Vous pourriez penser : « Notre dépôt est privé, nous sommes en sécurité. » Mais que se passe-t-il lorsque l'ordinateur portable d'un sous-traitant est volé ? Ou lorsqu'un compte GitHub personnel d'un développeur est compromis ? Une fois ces clés divulguées, un attaquant peut les scanner et les utiliser pour pénétrer instantanément dans votre environnement. Le cloud pentesting implique la « chasse aux secrets » : la recherche de ces clés divulguées dans les journaux, le code et les métadonnées.

Serverless and Container Escape

Avec l'essor de Lambda, Fargate et Kubernetes, le « serveur » est devenu une abstraction. Cependant, ce n'est pas de la magie. Les vulnérabilités dans les images de conteneurs ou les espaces de noms Kubernetes mal configurés peuvent permettre à un attaquant de « s'échapper » du conteneur et d'accéder à l'hôte sous-jacent ou à d'autres conteneurs s'exécutant sur le même cluster.

Comment le Cloud Pentesting diffère du Vulnerability Scanning

Je vois souvent cette conversation dans les salles de réunion : « Pourquoi payons-nous pour un Penetration Test alors que nous avons déjà un vulnerability scanner ? »

C'est une question légitime, mais la réponse est simple : un scanner trouve les trous ; un pentester les traverse pour voir où ils mènent.

La perspective du Scanner (Automatisée)

Un vulnerability scanner est comme un inspecteur en bâtiment qui fait le tour de votre maison. Il voit qu'une fenêtre est déverrouillée. Il écrit « Fenêtre déverrouillée » sur sa liste. Il n'entre pas. Il ne vérifie pas s'il y a un coffre-fort dans la chambre. Il vous dit simplement que la fenêtre est ouverte.

Les scanners sont parfaits pour :

  • Trouver les CVE (Common Vulnerabilities and Exposures) connues.
  • Vérifier les versions de logiciels obsolètes.
  • Scanner les ports ouverts.
  • Vous donner une base de référence de votre « surface d'attaque ».

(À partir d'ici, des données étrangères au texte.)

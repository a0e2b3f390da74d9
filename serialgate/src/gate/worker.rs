//! The worker loop: sole owner of the engine, sole consumer of the queue.
//!
//! Runs on a dedicated OS thread. Each iteration takes the oldest envelope,
//! runs the engine on it and delivers the outcome into that envelope's own
//! responder. A failing or panicking computation only fails its request; the
//! loop moves on to the next one.
//!
//! When the loop stops (shutdown requested, engine interrupted, or every
//! producer gone) it closes the queue and answers everything still waiting
//! with [`RequestError::ShutdownInFlight`].

use super::envelope::{Envelope, RequestId};
use super::error::RequestError;
use super::queue::{Dequeued, QueueReceiver};
use super::telemetry::{TelemetryEvent, TelemetrySink};
use crate::engine::{ComputeError, Engine};
use std::any::Any;
use std::fmt;
use std::panic::{self, AssertUnwindSafe};
use std::sync::Arc;
use std::time::{Duration, Instant};
use tokio_util::sync::CancellationToken;
use tracing::{debug, error, info, warn};

// =============================================================================
// Report
// =============================================================================

/// Why the worker loop ended.
#[derive(Debug, Clone, PartialEq, Eq)]
pub enum WorkerExit {
    /// Shutdown was requested through the service.
    Shutdown,

    /// Every client handle was dropped.
    Disconnected,

    /// The engine reported that its execution context was asked to stop.
    Interrupted,

    /// The worker thread panicked outside a computation.
    Panicked(String),
}

impl WorkerExit {
    /// Returns true if the loop ended for a reason the service initiated
    /// or allowed.
    pub fn is_expected(&self) -> bool {
        matches!(self, Self::Shutdown | Self::Disconnected)
    }
}

impl fmt::Display for WorkerExit {
    fn fmt(&self, f: &mut fmt::Formatter<'_>) -> fmt::Result {
        match self {
            Self::Shutdown => write!(f, "shutdown requested"),
            Self::Disconnected => write!(f, "all clients disconnected"),
            Self::Interrupted => write!(f, "engine interrupted"),
            Self::Panicked(message) => write!(f, "worker panicked: {}", message),
        }
    }
}

/// Summary of a finished worker loop.
#[derive(Debug, Clone, PartialEq, Eq)]
pub struct WorkerReport {
    /// Why the loop ended.
    pub exit: WorkerExit,

    /// Requests handed to the engine.
    pub processed: u64,

    /// Requests among `processed` that got an error outcome.
    pub failed: u64,

    /// Queued requests answered with `ShutdownInFlight` without computing.
    pub drained: usize,
}

impl WorkerReport {
    /// Report for a worker thread that died without producing one.
    pub(crate) fn lost(message: impl Into<String>) -> Self {
        Self {
            exit: WorkerExit::Panicked(message.into()),
            processed: 0,
            failed: 0,
            drained: 0,
        }
    }
}

// =============================================================================
// Worker Loop
// =============================================================================

enum Flow {
    Continue,
    Stop,
}

/// Single consumer of the admission queue.
pub(crate) struct WorkerLoop<E: Engine> {
    engine: E,
    queue: QueueReceiver<E::Params, E::Output>,
    shutdown: CancellationToken,
    telemetry: Arc<dyn TelemetrySink>,
    processed: u64,
    failed: u64,
}

impl<E: Engine> WorkerLoop<E> {
    pub(crate) fn new(
        engine: E,
        queue: QueueReceiver<E::Params, E::Output>,
        shutdown: CancellationToken,
        telemetry: Arc<dyn TelemetrySink>,
    ) -> Self {
        Self {
            engine,
            queue,
            shutdown,
            telemetry,
            processed: 0,
            failed: 0,
        }
    }

    /// Runs until shutdown, interruption or disconnection. Blocks the
    /// calling thread.
    pub(crate) fn run(mut self) -> WorkerReport {
        debug!("Worker loop running");

        let exit = loop {
            match self.queue.dequeue_blocking(&self.shutdown) {
                Dequeued::Envelope(envelope) => {
                    if let Flow::Stop = self.process(envelope) {
                        break WorkerExit::Interrupted;
                    }
                }
                Dequeued::Shutdown => break WorkerExit::Shutdown,
                Dequeued::Disconnected => break WorkerExit::Disconnected,
            }
        };

        let drained = self.drain();

        info!(
            exit = %exit,
            processed = self.processed,
            failed = self.failed,
            drained = drained,
            "Worker loop finished"
        );

        WorkerReport {
            exit,
            processed: self.processed,
            failed: self.failed,
            drained,
        }
    }

    fn process(&mut self, envelope: Envelope<E::Params, E::Output>) -> Flow {
        let Envelope {
            id,
            params,
            responder,
            created_at,
        } = envelope;

        let started = Instant::now();
        self.telemetry.emit(TelemetryEvent::RequestDequeued {
            request_id: id,
            wait_time: started.duration_since(created_at),
        });

        let engine = &mut self.engine;
        let result = panic::catch_unwind(AssertUnwindSafe(|| engine.compute(params)));
        let duration = started.elapsed();
        self.processed += 1;

        let (outcome, flow) = match result {
            Ok(Ok(output)) => {
                self.telemetry.emit(TelemetryEvent::ComputeSucceeded {
                    request_id: id,
                    duration,
                });
                (Ok(output), Flow::Continue)
            }
            Ok(Err(ComputeError::Failed(message))) => {
                warn!(request_id = %id, error = %message, "Compute failed");
                (self.fail(id, duration, message), Flow::Continue)
            }
            Ok(Err(ComputeError::Interrupted)) => {
                warn!(request_id = %id, "Engine interrupted, stopping worker loop");
                self.failed += 1;
                self.telemetry.emit(TelemetryEvent::ComputeFailed {
                    request_id: id,
                    duration,
                    message: ComputeError::Interrupted.to_string(),
                });
                (Err(RequestError::ShutdownInFlight), Flow::Stop)
            }
            Err(payload) => {
                let message = format!("engine panicked: {}", panic_message(&*payload));
                error!(request_id = %id, error = %message, "Compute panicked");
                (self.fail(id, duration, message), Flow::Continue)
            }
        };

        let delivered = responder.deliver(outcome);
        if !delivered {
            debug!(request_id = %id, "Caller stopped listening, result discarded");
        }
        self.telemetry.emit(TelemetryEvent::ResponseDelivered {
            request_id: id,
            delivered,
            total_time: created_at.elapsed(),
        });

        flow
    }

    fn fail(
        &mut self,
        id: RequestId,
        duration: Duration,
        message: String,
    ) -> Result<E::Output, RequestError> {
        self.failed += 1;
        self.telemetry.emit(TelemetryEvent::ComputeFailed {
            request_id: id,
            duration,
            message: message.clone(),
        });
        Err(RequestError::ComputeFailed { message })
    }

    fn drain(&mut self) -> usize {
        let pending = self.queue.close_and_drain();
        let count = pending.len();

        for envelope in pending {
            let delivered = envelope
                .responder
                .deliver(Err(RequestError::ShutdownInFlight));
            self.telemetry.emit(TelemetryEvent::ResponseDelivered {
                request_id: envelope.id,
                delivered,
                total_time: envelope.created_at.elapsed(),
            });
        }

        if count > 0 {
            info!(drained = count, "Answered pending requests with shutdown");
        }
        count
    }
}

/// Extracts a readable message from a panic payload.
pub(crate) fn panic_message(payload: &(dyn Any + Send)) -> String {
    if let Some(s) = payload.downcast_ref::<&str>() {
        (*s).to_string()
    } else if let Some(s) = payload.downcast_ref::<String>() {
        s.clone()
    } else {
        "unknown panic payload".to_string()
    }
}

La perspective du Pentester (Humain + Automatisé)

Un penetration tester est comme un voleur professionnel embauché par le propriétaire. Il voit la fenêtre déverrouillée et il l'escalade. Une fois à l'intérieur, il se rend compte que le couloir est sombre, mais il trouve un trousseau de clés sur la table de la cuisine. Ces clés ouvrent la porte du sous-sol, où il trouve le rack de serveurs. Il se rend alors compte que le rack de serveurs est mal configuré, ce qui lui permet d'accéder aux données de paie de l'entreprise.

Les pentesters fournissent :

  • Chaining : La capacité de prendre trois vulnérabilités « à faible risque » et de les combiner en un seul exploit « critique ».
  • Logic Flaws : Les scanners ne peuvent pas trouver les erreurs de logique métier. Un scanner ne remarquera pas qu'un utilisateur peut modifier le prix d'un article dans un panier d'achat à 0,00 $ avant de passer à la caisse. Un humain le fera.
  • Context : Un scanner peut signaler une vulnérabilité qui est en fait atténuée par un autre contrôle de sécurité. Un pentester essaiera de contourner ce contrôle pour voir s'il fonctionne réellement.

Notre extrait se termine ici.